Well, readers, today I’m coming to you from downtown Tulsa and I thought I would bring you some worthy travel writing before I headed on over to the Soundpony to get wasted with all the Tulsa cool kids. Like so many other Oklahoma attractions, the Center of the Universe is a little quirky, and definitely requires that you get in the right state of mind. So let’s do a little exercise to make sure your brain waves are jiving with the travel destination at hand.
First, I want you to close your eyes. I want you to take a few deep breaths and ignore all the sounds around you. I want you to be in your own special place, unburdened by external stimuli. Now, you must think back. Think back to the time you tried hallucinogens at the field party after graduation. You must take your mind back to that time, the time you ran through the field chasing shiny objects and drinking beer. But I don’t want you to go too far back to the time just after you came down from that high and puked on your crush due to the alcohol and allergic reaction to the mushrooms. That’s a dark place. Don’t go there. Come back to the high of running through the woods in the dark. Are you there? Good.

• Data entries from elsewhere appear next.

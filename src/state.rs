use std::sync::Arc;

use tokio::sync::broadcast;
use tracing::{info, warn};

use crate::config::Config;
use crate::engine::facade::CourierFacade;
use crate::engine::motion::{CourierService, MoveOutcome};
use crate::engine::orders::OrderService;
use crate::error::AppError;
use crate::geo::ZoneComposer;
use crate::geo::zones::default_zones;
use crate::models::courier::Direction;
use crate::models::status::CourierStatus;
use crate::observability::metrics::Metrics;
use crate::storage::{CourierStorage, KeyValueStore, OrderStorage};

pub struct AppState {
    pub facade: CourierFacade,
    pub status_tx: broadcast::Sender<CourierStatus>,
    pub metrics: Metrics,
}

impl AppState {
    /// Builds the state over the built-in zones and places the courier.
    pub async fn new(config: &Config, store: Arc<dyn KeyValueStore>) -> Result<Self, AppError> {
        let zones = default_zones(config.sampling)?;
        Self::with_zones(config, store, zones).await
    }

    /// Builds the state over `zones` and places the courier. Fails when no
    /// admissible point can be found or the courier cannot be stored.
    pub async fn with_zones(
        config: &Config,
        store: Arc<dyn KeyValueStore>,
        zones: ZoneComposer,
    ) -> Result<Self, AppError> {
        let zones = Arc::new(zones);
        let couriers = CourierService::new(CourierStorage::new(store.clone()), zones.clone());
        let orders = OrderService::new(OrderStorage::new(store), zones.clone(), config.order_max_age);

        couriers.initialize().await?;
        info!(
            disallowed_zones = zones.disallowed_count(),
            max_age_secs = config.order_max_age.as_secs(),
            "courier and order services ready"
        );

        let (status_tx, _unused_rx) = broadcast::channel(config.status_buffer_size);

        Ok(Self {
            facade: CourierFacade::new(couriers, orders, config.courier_visibility_radius_m),
            status_tx,
            metrics: Metrics::new(),
        })
    }

    pub fn orders(&self) -> &OrderService {
        self.facade.orders()
    }

    /// Moves the courier, records the outcome and pushes the new status to subscribers.
    pub async fn move_courier(
        &self,
        direction: Direction,
        zoom: i32,
    ) -> Result<CourierStatus, AppError> {
        match self.facade.move_courier(direction, zoom).await {
            Ok((status, outcome)) => {
                self.record_move(outcome);
                self.metrics.courier_score.set(status.courier.score as i64);
                let _ = self.status_tx.send(status.clone());
                Ok(status)
            }
            Err(err) => {
                self.metrics
                    .courier_moves_total
                    .with_label_values(&["error"])
                    .inc();
                warn!(error = %err, %direction, zoom, "courier move failed");
                Err(err)
            }
        }
    }

    fn record_move(&self, outcome: MoveOutcome) {
        self.metrics
            .courier_moves_total
            .with_label_values(&[outcome.as_label()])
            .inc();
    }
}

I need you to take this state of mind to the top of a pedestrian bridge where echoes just don’t make any kind of sense. This bridge crosses the train tracks and goes from Archer St. to First St. Now, here’s why you need this state of mind:
(1.) If you and your stoner friend stand on opposite sides of the brick circle in the middle of the bridge, you’ll hear their echo but not your own.
(2.) If you stand at the middle of the circle of bricks and speak, you will hear your echo, but no one else will hear your echo.
So what does all this mean, readers? If you ask me, not a lot. Clearly there is some sort of supernatural power that is stealing echoes in some pattern. Why? Well, as we all know, echoes act as currency in the afterlife, and some are worth more than others, hence why it depends on where you stand whether or not your echo is stolen. There are, however, some less logical theories. For example, there are some mad scientists that believe that
THE CENTER OF THE UNIVERSE HOLDS THE SECRETS TO THE ALTERNATIVE ENERGY THAT WILL SAVE TULSA OKLAHOMA; THAT WILL SAVE AMERICA; AND THAT WILL SAVE THE ENTIRE WORLD, FROM THE MASS DESTRUCTIVE PETROCHEMICAL ENERGY COMPLEX HELL THAT WE ARE ALL ENTRAPPED WITHIN.
So, yeah. You can get more gems about the Center of the Universe here. Basically the Center of the Universe is haven for crazy ideas and people that like to be weirded out by silly things. I find that if you’re in downtown Tulsa, it’s best not to dwell on echoes and whether or not they are heard whilst standing on a pedestrian bridge. Seriously, there are way too many bars around there for any of those thoughts to linger. I mean, dude! Go have chicken and waffles at Caz’s Chowhouse.